Task statement — Range to output from the entries below: the line containing "assistant chat orchestration" through the line containing "use eventsource_stream::Eventsource;". Set it down exactly, ends included, nothing else.

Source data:
-- Opening Marker --

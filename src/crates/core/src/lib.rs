// Explore Core Library - assistant chat orchestration
// Layering: Util -> Infrastructure -> Service -> Agentic

pub mod agentic; // Chat controller, phases, reveal, attachments, history
pub mod infrastructure; // Assistant service client, credentials
pub mod service; // Configuration
pub mod util; // Errors

pub use util::errors::*;

pub use service::config::{ApiConfig, ChatConfig, ExploreConfig};

pub use infrastructure::{AssistantBackend, CredentialProvider, HttpAssistantBackend, StaticCredentialProvider};

pub use agentic::chat::{
    AttachmentRef, AttachmentUpload, ChatController, ChatSnapshot, Phase, Turn, TurnId, TurnKind,
};

// Version information
pub const VERSION: &str = env!("CARGO_PKG_VERSION");
pub const CORE_NAME: &str = "Explore Core";
use crate::util::errors::{ExploreError, ExploreResult};
use chrono::Utc;
use eventsource_stream::Eventsource;
use explore_core_types::{ChatResponse, ChatStreamEvent};
use futures::{Stream, StreamExt};
use log::{debug, trace, warn};
use std::fmt::Display;
use std::time::Duration;
use tokio::time::timeout;

const DONE_MARKER: &str = "[DONE]";

/// Drains the chat service's event stream into the final response.
///
/// `phase` events are informational only; an `error` event fails the request;
/// unparseable payloads are skipped.
pub async fn collect_chat_stream<S, B, E>(byte_stream: S, idle_timeout: Duration) -> ExploreResult<ChatResponse>
where
    S: Stream<Item = Result<B, E>>,
    B: AsRef<[u8]>,
    E: Display,
{
    let mut stream = std::pin::pin!(byte_stream.eventsource());
    let mut result: Option<ChatResponse> = None;

    loop {
        let sse = match timeout(idle_timeout, stream.next()).await {
            Ok(Some(Ok(sse))) => sse,
            Ok(None) => break,
            Ok(Some(Err(e))) => {
                return Err(ExploreError::transport(format!("SSE stream error: {}", e)));
            }
            Err(_) => {
                return Err(ExploreError::transport(format!(
                    "SSE stream timeout after {}s",
                    idle_timeout.as_secs()
                )));
            }
        };

        let raw = sse.data;
        trace!("Chat SSE: {:?}", raw);
        if raw.trim() == DONE_MARKER {
            break;
        }

        let event: ChatStreamEvent = match serde_json::from_str(&raw) {
            Ok(event) => event,
            Err(e) => {
                warn!("Skipping unparseable chat SSE payload: error={}, data={}", e, raw);
                continue;
            }
        };

        match event {
            ChatStreamEvent::Phase { phase } => {
                debug!("Chat service phase: phase={}", phase);
            }
            ChatStreamEvent::Result { answer, sources } => {
                result = Some(ChatResponse {
                    answer,
                    sources,
                    timestamp: Utc::now(),
                });
            }
            ChatStreamEvent::Error { message } => {
                return Err(ExploreError::Transport(message));
            }
        }
    }

    result.ok_or_else(|| ExploreError::transport("No result received from server"))
}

-- Closing Marker --

Response to the task —
// Explore Core Library - assistant chat orchestration
// Layering: Util -> Infrastructure -> Service -> Agentic

pub mod agentic; // Chat controller, phases, reveal, attachments, history
pub mod infrastructure; // Assistant service client, credentials
pub mod service; // Configuration
pub mod util; // Errors

pub use util::errors::*;

pub use service::config::{ApiConfig, ChatConfig, ExploreConfig};

pub use infrastructure::{AssistantBackend, CredentialProvider, HttpAssistantBackend, StaticCredentialProvider};

pub use agentic::chat::{
    AttachmentRef, AttachmentUpload, ChatController, ChatSnapshot, Phase, Turn, TurnId, TurnKind,
};

// Version information
pub const VERSION: &str = env!("CARGO_PKG_VERSION");
pub const CORE_NAME: &str = "Explore Core";
use crate::util::errors::{ExploreError, ExploreResult};
use chrono::Utc;
use eventsource_stream::Eventsource;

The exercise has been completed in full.